Une autre de ses remarquables réussites tient dans le personnage de Bowser (interprété par l’inimitable Jack Black en version originale), tortue colérique et ennemi historique de Mario, dont les activités romantiques (qu’il aime à décrire en chanson) sont aussi hilarantes que sa violence stupéfie, diffusant une menace terrifiante et dangereuse comme on en voit rarement dans le genre. Cette violence, le film la décuple une fois revenu au monde réel, aux rues de Brooklyn, où les frères plombiers ne sont pas des super-héros, où il ne suffit pas de croquer dans un légume pour que les ecchymoses disparaissent.

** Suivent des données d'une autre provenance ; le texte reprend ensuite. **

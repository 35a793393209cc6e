use crate::actions::{api_client, output_format, print_output};
use crate::commands::params::PARAMETER_RAW;
use crate::error::CliError;
use crate::format::Formattable;
use clap::ArgMatches;

/// Request a token and print it, or only its value with `--raw`.
pub async fn print_token(matches: &ArgMatches) -> Result<(), CliError> {
    let format = output_format(matches)?;
    let client = api_client(matches)?;
    let token = client.request_token().await?;

    if matches.get_flag(PARAMETER_RAW) {
        println!("{}", token.access_token);
    } else {
        print_output(&token.format(&format)?);
    }

    Ok(())
}
//! Token command definition.

use crate::commands::params::{
    format_parameter, format_compact_parameter, format_with_headers_parameter, raw_parameter,
    COMMAND_TOKEN,
};
use clap::Command;

/// Create the token command.
pub fn token_command() -> Command {
    Command::new(COMMAND_TOKEN)
        .about("Retrieve an access token using the client credentials flow")
        .arg(raw_parameter())
        .arg(format_parameter())
        .arg(format_compact_parameter())
        .arg(format_with_headers_parameter())
}
//! HTTP utilities for the Infosweb CLI client.
//!
//! This module wraps the `reqwest` client shared by the token and user
//! endpoints: it applies the timeout and user agent, joins endpoint paths onto
//! the base URL and decodes response bodies on a best-effort basis.

use crate::auth::Credentials;
use crate::configuration::ClientSettings;
use crate::infosweb_api::ApiError;
use crate::model::ResponsePayload;
use reqwest::{header, Client, StatusCode};
use serde::Serialize;
use std::sync::Arc;
use std::time::Duration;
use tracing::{debug, trace};
use url::Url;

pub const USER_AGENT: &str = concat!("infosweb-cli/", env!("CARGO_PKG_VERSION"));

/// Configuration for HTTP requests with common settings
#[derive(Debug, Clone)]
pub struct HttpRequestConfig {
    /// Base URL for the API
    pub base_url: Url,
    /// Timeout applied to every request
    pub timeout: Duration,
}

impl HttpRequestConfig {
    pub fn from_settings(settings: &ClientSettings) -> Self {
        Self {
            base_url: settings.base_url().clone(),
            timeout: settings.timeout(),
        }
    }
}

/// Status and decoded body of a completed request.
#[derive(Debug, Clone)]
pub struct RawResponse {
    pub status: StatusCode,
    pub payload: ResponsePayload,
}

impl RawResponse {
    /// Only 200 counts as success for this API.
    pub fn is_ok(&self) -> bool {
        self.status == StatusCode::OK
    }

    pub fn into_api_error(self) -> ApiError {
        ApiError::Api {
            status: self.status.as_u16(),
            payload: self.payload,
        }
    }
}

/// HTTP client wrapper with common request handling logic
#[derive(Clone)]
pub struct HttpClient {
    client: Arc<Client>,
    config: HttpRequestConfig,
}

impl HttpClient {
    pub fn new(config: HttpRequestConfig) -> Result<Self, ApiError> {
        let client = Client::builder()
            .user_agent(USER_AGENT)
            .timeout(config.timeout)
            .build()?;

        Ok(Self {
            client: Arc::new(client),
            config,
        })
    }

    /// Append `path` to the base URL, keeping any path prefix the base URL carries.
    pub fn endpoint(&self, path: &str) -> String {
        format!(
            "{}{}",
            self.config.base_url.as_str().trim_end_matches('/'),
            path
        )
    }

    /// POST a form-encoded body using HTTP Basic authentication
    pub async fn post_form_with_basic_auth<F>(
        &self,
        path: &str,
        form: &F,
        credentials: &Credentials,
    ) -> Result<RawResponse, ApiError>
    where
        F: Serialize + ?Sized,
    {
        let url = self.endpoint(path);
        self.execute_request(|client| {
            client
                .post(&url)
                .header(
                    header::CONTENT_TYPE,
                    mime::APPLICATION_WWW_FORM_URLENCODED.as_ref(),
                )
                .basic_auth(credentials.client_id(), Some(credentials.client_secret()))
                .form(form)
        })
        .await
    }

    /// POST a JSON body using a bearer token
    pub async fn post_json_with_bearer<B>(
        &self,
        path: &str,
        body: &B,
        token: &str,
    ) -> Result<RawResponse, ApiError>
    where
        B: Serialize + ?Sized,
    {
        let url = self.endpoint(path);
        self.execute_request(|client| client.post(&url).bearer_auth(token).json(body))
            .await
    }

    /// Send the request and read the whole body. Any status is returned to the caller.
    async fn execute_request<F>(&self, request_builder: F) -> Result<RawResponse, ApiError>
    where
        F: FnOnce(&Client) -> reqwest::RequestBuilder,
    {
        let request = request_builder(&self.client).build()?;
        debug!("{} {}", request.method(), request.url());

        let response = self.client.execute(request).await?;
        let status = response.status();
        let body = response.text().await?;
        trace!("Raw response body ({}): {}", status, body);

        Ok(RawResponse {
            status,
            payload: ResponsePayload::from_body(body),
        })
    }
}

#[cfg(test)]
mod tests {
    use super::*;

    fn client_for(base_url: &str) -> HttpClient {
        HttpClient::new(HttpRequestConfig {
            base_url: Url::parse(base_url).unwrap(),
            timeout: Duration::from_secs(1),
        })
        .unwrap()
    }

    #[test]
    fn test_endpoint_strips_trailing_slash() {
        let client = client_for("http://129.80.151.82:8081/");
        assert_eq!(
            client.endpoint("/Banesco/integracion/oauth/token"),
            "http://129.80.151.82:8081/Banesco/integracion/oauth/token"
        );
    }

    #[test]
    fn test_endpoint_keeps_path_prefix() {
        let client = client_for("https://gateway.example/infosweb/");
        assert_eq!(
            client.endpoint("/Banesco/integracion/oauth/token"),
            "https://gateway.example/infosweb/Banesco/integracion/oauth/token"
        );
    }

    #[test]
    fn test_only_200_is_ok() {
        let response = |status| RawResponse {
            status,
            payload: ResponsePayload::Text(String::new()),
        };
        assert!(response(StatusCode::OK).is_ok());
        assert!(!response(StatusCode::CREATED).is_ok());
        assert!(!response(StatusCode::NO_CONTENT).is_ok());
        assert!(!response(StatusCode::UNAUTHORIZED).is_ok());
    }

    #[test]
    fn test_into_api_error_keeps_status_and_payload() {
        let error = RawResponse {
            status: StatusCode::NOT_FOUND,
            payload: ResponsePayload::Text("missing".to_string()),
        }
        .into_api_error();

        match error {
            ApiError::Api { status, payload } => {
                assert_eq!(status, 404);
                assert_eq!(payload, ResponsePayload::Text("missing".to_string()));
            }
            other => panic!("unexpected error: {:?}", other),
        }
    }
}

Un bref rappel du distinguo entre la réalité et le macrocosme enchanté de Super Mario, comme pour se donner bonne conscience, en fin de compte refoulé pour laisser place à une ultime séquence de baston tout droit sortie de Dragon Ball, durant laquelle l’animation photo-réaliste s’imprègne de la puissance évocatrice des légendes du jeu vidéo. L’apothéose d’un circuit généreux en loopings, au fond convenu mais parcouru d’une passion qui crève le cadre.